Maya decides to seek justice for Mahathi. She installs a CCTV camera in the house and tells Raj that she wants to role-play, in which she says no to him but he would force himself on her. Raj agrees. During the role-play, Raj attempts to rape Maya, but she resists. The situation escalates into a fight, and Maya calls the police. Using the CCTV footage as evidence, Maya—who is pretending to be Mahathi—accuses Raj of months-long abuse and rape.

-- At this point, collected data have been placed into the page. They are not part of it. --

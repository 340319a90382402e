//! JWT utilities shared by the signer and verifier.
//!
//! This module provides:
//! - Size limit for DoS prevention
//! - Grace period constants for expiry checks
//! - Header parsing (`kid`, `alg`, signature presence) without verification
//! - Deterministic expiry / not-before checks against an explicit `now`
//! - The claim set carried by service tokens
//!
//! # Security
//!
//! - Tokens are size-checked BEFORE parsing (DoS prevention)
//! - `alg: none` never parses; an empty signature segment is rejected outright
//! - Error messages are generic to prevent information leakage
//! - The `sub` field in `TokenClaims` is redacted in Debug output

use base64::{engine::general_purpose::URL_SAFE_NO_PAD, Engine};
use jsonwebtoken::Algorithm;
use serde::{Deserialize, Serialize};
use std::fmt;
use std::str::FromStr;
use std::time::Duration;
use thiserror::Error;

// =============================================================================
// Constants
// =============================================================================

/// Maximum allowed JWT size in bytes (8KB).
///
/// Typical service tokens are 300-500 bytes. Anything larger than this is
/// rejected before base64 decoding or signature verification.
pub const MAX_JWT_SIZE_BYTES: usize = 8192; // 8KB

/// Default tolerance past a token's `exp` during which it is still accepted.
pub const DEFAULT_GRACE_PERIOD: Duration = Duration::from_secs(300);

/// Upper bound on a configurable grace period (10 minutes).
pub const MAX_GRACE_PERIOD: Duration = Duration::from_secs(600);

/// The only signing algorithm issued or accepted.
pub const SIGNING_ALGORITHM: Algorithm = Algorithm::EdDSA;

// =============================================================================
// Error Types
// =============================================================================

/// Errors that can occur while parsing or time-checking a JWT.
///
/// Display strings are intentionally generic. The variant itself is what
/// callers branch on and log.
#[derive(Error, Debug, Clone, PartialEq, Eq)]
pub enum JwtValidationError {
    /// Token size exceeds maximum allowed.
    #[error("The access token is invalid or expired")]
    TokenTooLarge,

    /// Token format is invalid (not a valid JWT structure).
    #[error("The access token is invalid or expired")]
    MalformedToken,

    /// Token is missing required `kid` header.
    #[error("The access token is invalid or expired")]
    MissingKid,

    /// Token has an empty signature segment.
    #[error("The access token is invalid or expired")]
    MissingSignature,

    /// Token `exp` is further in the past than the grace period allows.
    #[error("The access token is invalid or expired")]
    Expired,

    /// Token `nbf` is in the future.
    #[error("The access token is invalid or expired")]
    NotYetValid,
}

// =============================================================================
// Header
// =============================================================================

/// The parts of a JWT header needed before a key can be resolved.
#[derive(Debug, Clone, PartialEq, Eq)]
pub struct TokenHeader {
    /// Key id naming the signing key.
    pub kid: String,
    /// Declared signing algorithm.
    pub alg: Algorithm,
}

// =============================================================================
// Claims Types
// =============================================================================

/// Claim set carried by service tokens.
///
/// Only `exp` is required. Registered claims the verifier understands are
/// typed; everything else is kept in `extra` untouched.
#[derive(Clone, Serialize, Deserialize, PartialEq)]
pub struct TokenClaims {
    /// Issuer.
    #[serde(default, skip_serializing_if = "Option::is_none")]
    pub iss: Option<String>,

    /// Subject (service identifier) - redacted in Debug output.
    #[serde(default, skip_serializing_if = "Option::is_none")]
    pub sub: Option<String>,

    /// Expiration timestamp (Unix epoch seconds).
    pub exp: i64,

    /// Issued-at timestamp (Unix epoch seconds).
    #[serde(default, skip_serializing_if = "Option::is_none")]
    pub iat: Option<i64>,

    /// Not-before timestamp (Unix epoch seconds).
    #[serde(default, skip_serializing_if = "Option::is_none")]
    pub nbf: Option<i64>,

    /// Token id.
    #[serde(default, skip_serializing_if = "Option::is_none")]
    pub jti: Option<String>,

    /// Space-separated scopes granted to this token.
    #[serde(default, skip_serializing_if = "Option::is_none")]
    pub scope: Option<String>,

    /// Remaining claims, opaque to this crate.
    #[serde(flatten)]
    pub extra: serde_json::Map<String, serde_json::Value>,
}

impl fmt::Debug for TokenClaims {
    fn fmt(&self, f: &mut fmt::Formatter<'_>) -> fmt::Result {
        f.debug_struct("TokenClaims")
            .field("iss", &self.iss)
            .field("sub", &self.sub.as_ref().map(|_| "[REDACTED]"))
            .field("exp", &self.exp)
            .field("iat", &self.iat)
            .field("nbf", &self.nbf)
            .field("jti", &self.jti)
            .field("scope", &self.scope)
            .field("extra_claims", &self.extra.len())
            .finish()
    }
}

impl TokenClaims {
    /// Create a claim set with only an expiry.
    #[must_use]
    pub fn expiring_at(exp: i64) -> Self {
        Self {
            iss: None,
            sub: None,
            exp,
            iat: None,
            nbf: None,
            jti: None,
            scope: None,
            extra: serde_json::Map::new(),
        }
    }

    /// Set the issuer.
    #[must_use]
    pub fn with_issuer(mut self, iss: impl Into<String>) -> Self {
        self.iss = Some(iss.into());
        self
    }

    /// Set the subject.
    #[must_use]
    pub fn with_subject(mut self, sub: impl Into<String>) -> Self {
        self.sub = Some(sub.into());
        self
    }

    /// Set the space-separated scope string.
    #[must_use]
    pub fn with_scope(mut self, scope: impl Into<String>) -> Self {
        self.scope = Some(scope.into());
        self
    }

    /// Check if the token has a specific scope.
    ///
    /// Scopes are space-separated in the JWT claims.
    #[must_use]
    pub fn has_scope(&self, scope: &str) -> bool {
        self.scopes().contains(&scope)
    }

    /// Get all scopes as a vector.
    #[must_use]
    pub fn scopes(&self) -> Vec<&str> {
        self.scope
            .as_deref()
            .map(|s| s.split_whitespace().collect())
            .unwrap_or_default()
    }
}

// =============================================================================
// Functions
// =============================================================================

/// Parse the header of a JWT without verifying the signature.
///
/// # Security
///
/// - Token size is checked BEFORE any parsing
/// - The returned `kid` must only be used for lookup in a trusted key set
/// - The token MUST still be verified after fetching the key
///
/// # Errors
///
/// - `TokenTooLarge` - Token exceeds `MAX_JWT_SIZE_BYTES`
/// - `MalformedToken` - Not three segments, bad base64, bad JSON, or an
///   unknown / `none` algorithm
/// - `MissingKid` - `kid` absent, empty, or not a string
/// - `MissingSignature` - Signature segment is empty
pub fn parse_header(token: &str) -> Result<TokenHeader, JwtValidationError> {
    // Check token size first (DoS prevention)
    if token.len() > MAX_JWT_SIZE_BYTES {
        tracing::debug!(
            target: "common.jwt",
            token_size = token.len(),
            max_size = MAX_JWT_SIZE_BYTES,
            "Token rejected: size exceeds maximum allowed"
        );
        return Err(JwtValidationError::TokenTooLarge);
    }

    // JWT format: header.payload.signature
    let parts: Vec<&str> = token.split('.').collect();
    let [header_part, _payload_part, signature_part] = parts.as_slice() else {
        tracing::debug!(
            target: "common.jwt",
            parts = parts.len(),
            "Token rejected: invalid JWT format"
        );
        return Err(JwtValidationError::MalformedToken);
    };

    let header_bytes = URL_SAFE_NO_PAD.decode(header_part).map_err(|e| {
        tracing::debug!(target: "common.jwt", error = %e, "Failed to decode JWT header base64");
        JwtValidationError::MalformedToken
    })?;

    let header: serde_json::Value = serde_json::from_slice(&header_bytes).map_err(|e| {
        tracing::debug!(target: "common.jwt", error = %e, "Failed to parse JWT header JSON");
        JwtValidationError::MalformedToken
    })?;

    let alg = header
        .get("alg")
        .and_then(|v| v.as_str())
        .and_then(|s| Algorithm::from_str(s).ok())
        .ok_or_else(|| {
            tracing::debug!(target: "common.jwt", "Token rejected: missing or unsupported alg");
            JwtValidationError::MalformedToken
        })?;

    // Extract kid as string, rejecting empty values
    let kid = header
        .get("kid")
        .and_then(|v| v.as_str())
        .filter(|s| !s.is_empty())
        .map(ToString::to_string)
        .ok_or(JwtValidationError::MissingKid)?;

    if signature_part.is_empty() {
        tracing::debug!(target: "common.jwt", kid = %kid, "Token rejected: empty signature");
        return Err(JwtValidationError::MissingSignature);
    }

    Ok(TokenHeader { kid, alg })
}

/// Check `exp` against `now`, tolerating up to `grace_period` of lateness.
///
/// A token is expired when `now > exp + grace_period`. The boundary itself
/// is accepted.
///
/// # Errors
///
/// Returns `JwtValidationError::Expired` past the grace window.
pub fn check_expiry_at(
    exp: i64,
    grace_period: Duration,
    now: i64,
) -> Result<(), JwtValidationError> {
    let grace_secs = i64::try_from(grace_period.as_secs()).unwrap_or(i64::MAX);
    let deadline = exp.saturating_add(grace_secs);

    if now > deadline {
        tracing::debug!(
            target: "common.jwt",
            exp = exp,
            now = now,
            grace_secs = grace_secs,
            "Token rejected: expired beyond grace period"
        );
        return Err(JwtValidationError::Expired);
    }

    Ok(())
}

/// Check `nbf` against `now`. No tolerance is applied in this direction.
///
/// # Errors
///
/// Returns `JwtValidationError::NotYetValid` if `nbf` is after `now`.
pub fn check_not_before_at(nbf: Option<i64>, now: i64) -> Result<(), JwtValidationError> {
    match nbf {
        Some(nbf) if nbf > now => {
            tracing::debug!(
                target: "common.jwt",
                nbf = nbf,
                now = now,
                "Token rejected: not yet valid"
            );
            Err(JwtValidationError::NotYetValid)
        }
        _ => Ok(()),
    }
}

/// Decode an Ed25519 public key from a JWK `x` field (base64url, no padding).
///
/// # Errors
///
/// Returns `base64::DecodeError` if the content cannot be decoded.
pub fn decode_ed25519_public_key_jwk(x_b64url: &str) -> Result<Vec<u8>, base64::DecodeError> {
    URL_SAFE_NO_PAD.decode(x_b64url)
}

/// Encode raw Ed25519 public key bytes for a JWK `x` field.
#[must_use]
pub fn encode_ed25519_public_key_jwk(public_key: &[u8]) -> String {
    URL_SAFE_NO_PAD.encode(public_key)
}

// =============================================================================
// Tests
// =============================================================================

The case is soon brought to court but faces significant challenges, as marital rape is not recognized as rape in India. Maya's lawyer delivers an emotional and powerful speech in court, leading the judge to set a precedent by effectively criminalizing marital rape and sentencing Raj to 10 years in prison.

== Reception ==
A critic from The Hindu wrote that "Mukhachitram makes a point about marital assault and the need to give the victim an empathetic hearing. If only it had been written, narrated and enacted better". Nelki Naresh Kumar for Hindustan Times rated 2.5 stars out of 5 stars and wrote "Ayesha Khan impresses with glamour. Vishvaksen guest-starred as a lawyer in the climax." Satya Pulagam for ABP News Telegu rated 2 stars of 5 stars and wrote "Chaitanya Rao's acting and dialogue delivery are good. His timing is laughable at times. Ayesha Khan stopped at the basics in acting. She still needs a lot of improvement. Ravi Shankar's voice helped with the role of a fire lawyer in acting."

== Home media ==
The streaming rights of the film were acquired by Aha where the film premiered on 3 February 2023.